Удивляет и «Республика труда». Написать пьесу, в которой было несколько десятков действующих лиц, значит ничего не понимать не только в сценическом искусстве, но и в литературе. Не зря А.Т. Твардовский, отметив обилие героев, ограничился только одной фразой: «Вижу дело фуево»[183].
Таким образом, когда летом 1956 г. А.И. Солженицын в возрасте 37 лет возвратился из ссылки, в литературном отношении он ничего собою не представлял. А то, что к этому времени было написано им, свидетельствует скорее о затянувшемся ученичестве, чем о таланте.
В связи с этим нельзя не отметить, что в 37 лет умер А.С. Пушкин, в 35 — не стало С.А. Есенина, М.Ю. Лермонтов погиб, не дожив до 27. У всех к этому возрасту «болдинская осень» была позади. И какая «осень»! А ведь и другие выдающиеся писатели прожили немного: А.А. Блок — 41 год, Н.В. Гоголь — около 43, А.П. Чехов — 44.

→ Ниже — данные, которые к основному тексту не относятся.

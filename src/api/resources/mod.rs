//
//  kongo
//  api/resources/mod.rs
//
//  Created by Ngonidzashe Mangudya on 2026/01/12.
//  Copyright (c) 2025 IAMNGONI. All rights reserved.
//

//! # Resource Services
//!
//! One service per Admin API collection. Every service is a borrowed view
//! over a shared [`KongClient`] and only talks to the network through
//! [`KongClient::new_request`] and [`KongClient::execute`] /
//! [`KongClient::execute_into`].
//!
//! ## Services
//!
//! | Accessor | Path | Operations |
//! |----------|------|------------|
//! | [`KongClient::node`] | `/`, `/status` | info, status |
//! | [`KongClient::cluster`] | `/cluster` | status, delete |
//! | [`KongClient::consumers`] | `/consumers` | list, get, create, delete |
//! | [`KongClient::apis`] | `/apis` | list, get, create, delete |
//! | [`KongClient::services`] | `/services` | create, get, list, update, delete |
//! | [`KongClient::routes`] | `/routes` | create, get, list, update, delete |
//! | [`KongClient::certificates`] | `/certificates` | create, get, list, update, delete |
//! | [`KongClient::customers`] | `/customers` | create, get, list, update, delete |
//! | [`KongClient::snis`] | `/snis` | create, get, list, update, delete |
//!
//! ## Cancellation
//!
//! Requests built by a plain service carry no cancellation token. Bind one
//! with `with_cancel`, and every request that view builds will be aborted
//! when the token fires:
//!
//! ```rust,no_run
//! use kongo::KongClient;
//! use tokio_util::sync::CancellationToken;
//!
//! # async fn example() -> Result<(), kongo::KongError> {
//! let client = KongClient::new("http://127.0.0.1:8001")?;
//! let token = CancellationToken::new();
//!
//! let routes = client.routes().with_cancel(token.clone());
//! let (page, _) = routes.list(&Default::default()).await?;
//! # Ok(())
//! # }
//! ```

use percent_encoding::{utf8_percent_encode, AsciiSet, CONTROLS};
use serde::de::DeserializeOwned;
use serde::{Deserialize, Deserializer, Serialize};
use tokio_util::sync::CancellationToken;

use super::client::KongClient;
use super::common::KongError;
use super::response::KongResponse;

mod apis;
mod certificates;
mod cluster;
mod consumers;
mod customers;
mod node;
mod routes;
mod services;
mod snis;

pub use apis::{Api, ApisService};
pub use certificates::{Certificate, CertificatesService};
pub use cluster::{ClusterNode, ClusterService, ClusterStatus};
pub use consumers::{Consumer, ConsumersService};
pub use customers::{Customer, CustomerListOptions, CustomersService};
pub use node::{
    DatabaseStatus, NodeConfiguration, NodeInfo, NodeListener, NodePlugins, NodeService,
    NodeStatus, NodeTimers, ServerStatus,
};
pub use routes::{Route, RouteServiceRef, RoutesService};
pub use services::{NewService, Service, ServiceHost, ServiceTarget, ServiceUpdate, ServicesService};
pub use snis::{Sni, SnisService};

/// The client reference and optional cancellation token shared by every
/// request a service view builds.
#[derive(Debug, Clone)]
pub(crate) struct Endpoint<'c> {
    client: &'c KongClient,
    cancel: Option<CancellationToken>,
}

impl<'c> Endpoint<'c> {
    pub(crate) fn new(client: &'c KongClient) -> Self {
        Self {
            client,
            cancel: None,
        }
    }

    pub(crate) fn with_cancel(mut self, token: CancellationToken) -> Self {
        self.cancel = Some(token);
        self
    }

    /// `GET` a reference and decode the body.
    pub(crate) async fn fetch<T: DeserializeOwned>(
        &self,
        reference: &str,
    ) -> Result<(T, KongResponse), KongError> {
        let request = self
            .client
            .new_request(self.cancel.clone(), "GET", reference, None::<&()>)?;
        self.client.execute_into(request).await
    }

    /// Send a JSON body and decode the reply.
    pub(crate) async fn send<B, T>(
        &self,
        method: &str,
        reference: &str,
        body: &B,
    ) -> Result<(T, KongResponse), KongError>
    where
        B: Serialize + ?Sized,
        T: DeserializeOwned,
    {
        let request = self
            .client
            .new_request(self.cancel.clone(), method, reference, Some(body))?;
        self.client.execute_into(request).await
    }

    /// `DELETE` a reference without decoding the body.
    pub(crate) async fn remove(&self, reference: &str) -> Result<KongResponse, KongError> {
        let request = self
            .client
            .new_request(self.cancel.clone(), "DELETE", reference, None::<&()>)?;
        self.client.execute(request).await
    }
}

/// Bytes escaped in a single path segment.
const SEGMENT: &AsciiSet = &CONTROLS
    .add(b' ')
    .add(b'"')
    .add(b'#')
    .add(b'%')
    .add(b'/')
    .add(b'<')
    .add(b'>')
    .add(b'?')
    .add(b'`')
    .add(b'{')
    .add(b'}');

/// `"<collection>/<id>"` with `id` escaped as one path segment.
pub(crate) fn item_path(collection: &str, id: &str) -> String {
    format!("{collection}/{}", utf8_percent_encode(id, SEGMENT))
}

/// Appends an encoded query string, leaving the path bare when it is empty.
pub(crate) fn with_query(path: &str, query: &str) -> String {
    if query.is_empty() {
        path.to_string()
    } else {
        format!("{path}?{query}")
    }
}

/// Reads JSON `null` as the field's default. Kong reports unset lists and
/// names as `null` rather than leaving them out.
pub(crate) fn nullable<'de, D, T>(deserializer: D) -> Result<T, D::Error>
where
    D: Deserializer<'de>,
    T: Deserialize<'de> + Default,
{
    Option::<T>::deserialize(deserializer).map(Option::unwrap_or_default)
}
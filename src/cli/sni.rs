//
//  kongo
//  cli/sni.rs
//
//  Created by Ngonidzashe Mangudya on 2026/01/12.
//  Copyright (c) 2025 IAMNGONI. All rights reserved.
//

//! `kongo sni`: SNI objects.

use anyhow::Result;
use clap::{Args, Subcommand};

use crate::api::common::ListResponse;
use crate::api::resources::Sni;
use crate::output::{format_timestamp, print_field, TableBuilder, TableOutput};

use super::{interrupt_token, write_page, GlobalOptions};

#[derive(Args, Debug)]
pub struct SniCommand {
    #[command(subcommand)]
    pub command: SniSubcommand,
}

#[derive(Subcommand, Debug)]
pub enum SniSubcommand {
    /// List SNIs
    #[command(visible_alias = "ls")]
    List,

    /// Show an SNI
    #[command(visible_alias = "view")]
    Get(NameArgs),

    /// Delete an SNI
    #[command(visible_alias = "rm")]
    Delete(NameArgs),
}

#[derive(Args, Debug)]
pub struct NameArgs {
    /// Server name
    pub name: String,
}

impl SniCommand {
    pub async fn run(&self, global: &GlobalOptions) -> Result<()> {
        let client = global.client()?;
        let snis = client.snis().with_cancel(interrupt_token());
        let writer = global.writer();

        match &self.command {
            SniSubcommand::List => {
                let (page, _) = snis.list().await?;
                write_page(&writer, &page)
            }
            SniSubcommand::Get(args) => {
                let (sni, _) = snis.get(&args.name).await?;
                writer.write(&sni)
            }
            SniSubcommand::Delete(args) => {
                snis.delete(&args.name).await?;
                writer.write_success(&format!("Deleted SNI {}", args.name));
                Ok(())
            }
        }
    }
}

impl TableOutput for ListResponse<Sni> {
    fn print_table(&self, color: bool) {
        if self.data.is_empty() {
            println!("No SNIs found");
            return;
        }

        TableBuilder::new()
            .color(color)
            .headers(["Name", "Certificate", "Created"])
            .rows(self.data.iter().map(|sni| {
                [
                    sni.name.clone(),
                    sni.ssl_certificate_id.clone(),
                    format_timestamp(&sni.created_at),
                ]
            }))
            .print();
    }
}

impl TableOutput for Sni {
    fn print_table(&self, color: bool) {
        print_field("Name", &self.name, color);
        print_field("Certificate", &self.ssl_certificate_id, color);
        print_field("Created", &format_timestamp(&self.created_at), color);
    }
}
//
//  kongo
//  cli/mod.rs
//
//  Created by Ngonidzashe Mangudya on 2026/01/12.
//  Copyright (c) 2025 IAMNGONI. All rights reserved.
//

//! # Command-Line Interface
//!
//! Argument parsing and command dispatch for the `kongo` binary.
//!
//! ## Command Structure
//!
//! ```text
//! kongo [GLOBAL OPTIONS] <COMMAND> <SUBCOMMAND> [ARGS]
//! ```
//!
//! ## Global Options
//!
//! | Option | Environment | Description |
//! |--------|-------------|-------------|
//! | `--url` | `KONGO_URL` | Admin API base address |
//! | `--json` | | Print results as JSON |
//! | `--timeout` | `KONGO_TIMEOUT` | Request timeout in seconds |
//!
//! ## Cancellation
//!
//! Commands that call the Admin API bind a token from
//! [`interrupt_token`] to their requests, so Ctrl+C aborts an in-flight
//! call instead of waiting for it.

mod api;
mod certificate;
mod cluster;
mod completion;
mod config;
mod consumer;
mod customer;
mod node;
mod route;
mod service;
mod sni;

pub use api::ApiCommand;
pub use certificate::CertificateCommand;
pub use cluster::ClusterCommand;
pub use completion::CompletionCommand;
pub use config::ConfigCommand;
pub use consumer::ConsumerCommand;
pub use customer::CustomerCommand;
pub use node::NodeCommand;
pub use route::RouteCommand;
pub use service::ServiceCommand;
pub use sni::SniCommand;

use anyhow::{Context, Result};
use clap::{Args, Parser, Subcommand};
use tokio_util::sync::CancellationToken;

use crate::api::common::{ListOptions, ListResponse};
use crate::api::KongClient;
use crate::config::Config;
use crate::output::{OutputFormat, OutputWriter};

/// Kong Admin API from the command line.
#[derive(Parser, Debug)]
#[command(
    name = "kongo",
    version,
    about = "Work with the Kong Admin API from the command line",
    long_about = "kongo is a client for Kong's Admin API.\n\n\
                  It inspects nodes and manages services, routes, certificates and more.",
    propagate_version = true,
    after_help = "Use 'kongo <command> --help' for more information about a command."
)]
pub struct Cli {
    #[command(subcommand)]
    pub command: Commands,

    #[command(flatten)]
    pub global: GlobalOptions,
}

/// Options accepted by every command.
#[derive(Parser, Debug, Clone, Default)]
pub struct GlobalOptions {
    /// Admin API address (overrides the config file)
    #[arg(long, global = true, env = "KONGO_URL")]
    pub url: Option<String>,

    /// Output as JSON
    #[arg(long, global = true)]
    pub json: bool,

    /// Request timeout in seconds
    #[arg(long, global = true, env = "KONGO_TIMEOUT")]
    pub timeout: Option<u64>,
}

impl GlobalOptions {
    pub fn output_format(&self) -> OutputFormat {
        if self.json {
            OutputFormat::Json
        } else {
            OutputFormat::Table
        }
    }

    pub fn writer(&self) -> OutputWriter {
        OutputWriter::new(self.output_format())
    }

    /// Loads the config file and applies command-line overrides.
    pub fn resolve_config(&self) -> Result<Config> {
        let mut config = Config::load()?;
        if let Some(url) = &self.url {
            config.admin_url = url.clone();
        }
        if let Some(timeout) = self.timeout {
            config.timeout_secs = Some(timeout);
        }
        Ok(config)
    }

    /// Builds the Admin API client for this invocation.
    pub fn client(&self) -> Result<KongClient> {
        let config = self.resolve_config()?;
        KongClient::from_config(&config)
            .with_context(|| format!("Cannot use Admin API address {:?}", config.admin_url))
    }
}

#[derive(Subcommand, Debug)]
pub enum Commands {
    /// Show node information and status
    Node(NodeCommand),

    /// Inspect and manage cluster members
    Cluster(ClusterCommand),

    /// Manage services
    #[command(visible_alias = "svc")]
    Service(ServiceCommand),

    /// Manage routes
    Route(RouteCommand),

    /// Manage certificates
    #[command(visible_alias = "cert")]
    Certificate(CertificateCommand),

    /// Manage customers
    Customer(CustomerCommand),

    /// Manage SNIs
    Sni(SniCommand),

    /// Manage consumers
    Consumer(ConsumerCommand),

    /// Make a raw Admin API request
    Api(ApiCommand),

    /// Manage configuration
    Config(ConfigCommand),

    /// Generate shell completion scripts
    Completion(CompletionCommand),

    /// Show version information
    Version,
}

/// Paging flags shared by list commands.
#[derive(Args, Debug, Clone, Default)]
pub struct PageArgs {
    /// Cursor returned by a previous page
    #[arg(long)]
    pub offset: Option<String>,

    /// Number of entries per page
    #[arg(long, short = 'n')]
    pub size: Option<u32>,
}

impl From<&PageArgs> for ListOptions {
    fn from(args: &PageArgs) -> Self {
        Self {
            offset: args.offset.clone(),
            size: args.size,
        }
    }
}

/// Returns a token that is cancelled when the process receives Ctrl+C.
pub fn interrupt_token() -> CancellationToken {
    let token = CancellationToken::new();
    let trigger = token.clone();
    tokio::spawn(async move {
        if tokio::signal::ctrl_c().await.is_ok() {
            trigger.cancel();
        }
    });
    token
}

/// Writes a list page, then a hint for fetching the next one.
pub(crate) fn write_page<T>(writer: &OutputWriter, page: &ListResponse<T>) -> Result<()>
where
    ListResponse<T>: serde::Serialize + crate::output::TableOutput,
{
    writer.write(page)?;
    if writer.format() == OutputFormat::Table {
        if let Some(offset) = page.next_offset() {
            writer.write_info(&format!("More results available: --offset {offset}"));
        }
    }
    Ok(())
}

Может быть, Александру Исаевичу удалось впоследствии не только догнать их, но и уйти далеко вперед?
В 1959 г. им были написаны два рассказа «Один день Ивана Денисовича» и «Матрёнин двор», в 1960 г. — киносценарий «Знают истину танки» и пьеса «Свеча на ветру». Сценарий и пьеса снова оказались неудачными, а два рассказа сделали А.И. Солженицына известным.
«Один день…» написан с максимально возможным для того времени приближением к действительности, что можно рассматривать как отход от социалистического реализма и возвращение к реализму критическому. С этим рассказом в нашу литературу вернулась проблема обычного, «маленького человека». Этого достаточно, чтобы оценить рассказ как необычное явление в послевоенной советской литературе.
Однако Лев Копелев был совершенно прав, когда назвал «Один день…» «производственной повестью». В этом отношении её новизна заключалась только в том, что вместо жизни рабочего, колхозника, учителя, врача была описана жизнь заключённого.
Оценивая это произведение, нельзя не отметить, что нам неизвестен его черновой вариант и мы судим о нём по напечатанному тексту. Между тем имеется свидетельство, что «Один день…» приобрёл современный вид во многом благодаря редакторской правке[184].
«Матрёнин двор» — довольно скромный журналистский очерк, достоинство которого только в том, что это одна из первых в советской литературе попыток показать нашу деревню без прикрас, такой, какой она была на самом деле. С этой точки зрения «Матрёнин двор» можно отнести к истокам того направления в советской литературе, представители которого получили название «деревенщики».
«После “Одного дня Ивана Денисовича”, превознесённого до небес, — пишет В. C. Бушин, — удивляли вещи, написанные торопливо, неряшливо, неглубоко: рассказ “Для пользы дела”, очерк “Захар Калита”, повесть “Раковый корпус”… Здесь громкая знаменитость представала писателем не только менее опытным, но и зачастую неумелым»[185].
«Раковый корпус» — по сути дела другой вариант производственной повести. «Один день» — о лагерной жизни, «Раковый корпус» — о больничной. И здесь, на мой взгляд, главное достоинство повести в том, в чем многие при её обсуждении видели недостаток и называли излишним «натурализмом», т. е. в стремлении показать больничную жизнь с максимальным приближением к реальности.
В 1966–1968 гг. повесть стала предметом открытого обсуждения, в ходе которого были отмечены её недостатки: «фельетонный разговор», «схематичность, прямолинейность, однозначность», «памфлетность», «публицистичность», «очерковость», «плакатность», «карикатурность», «примитивность»[186].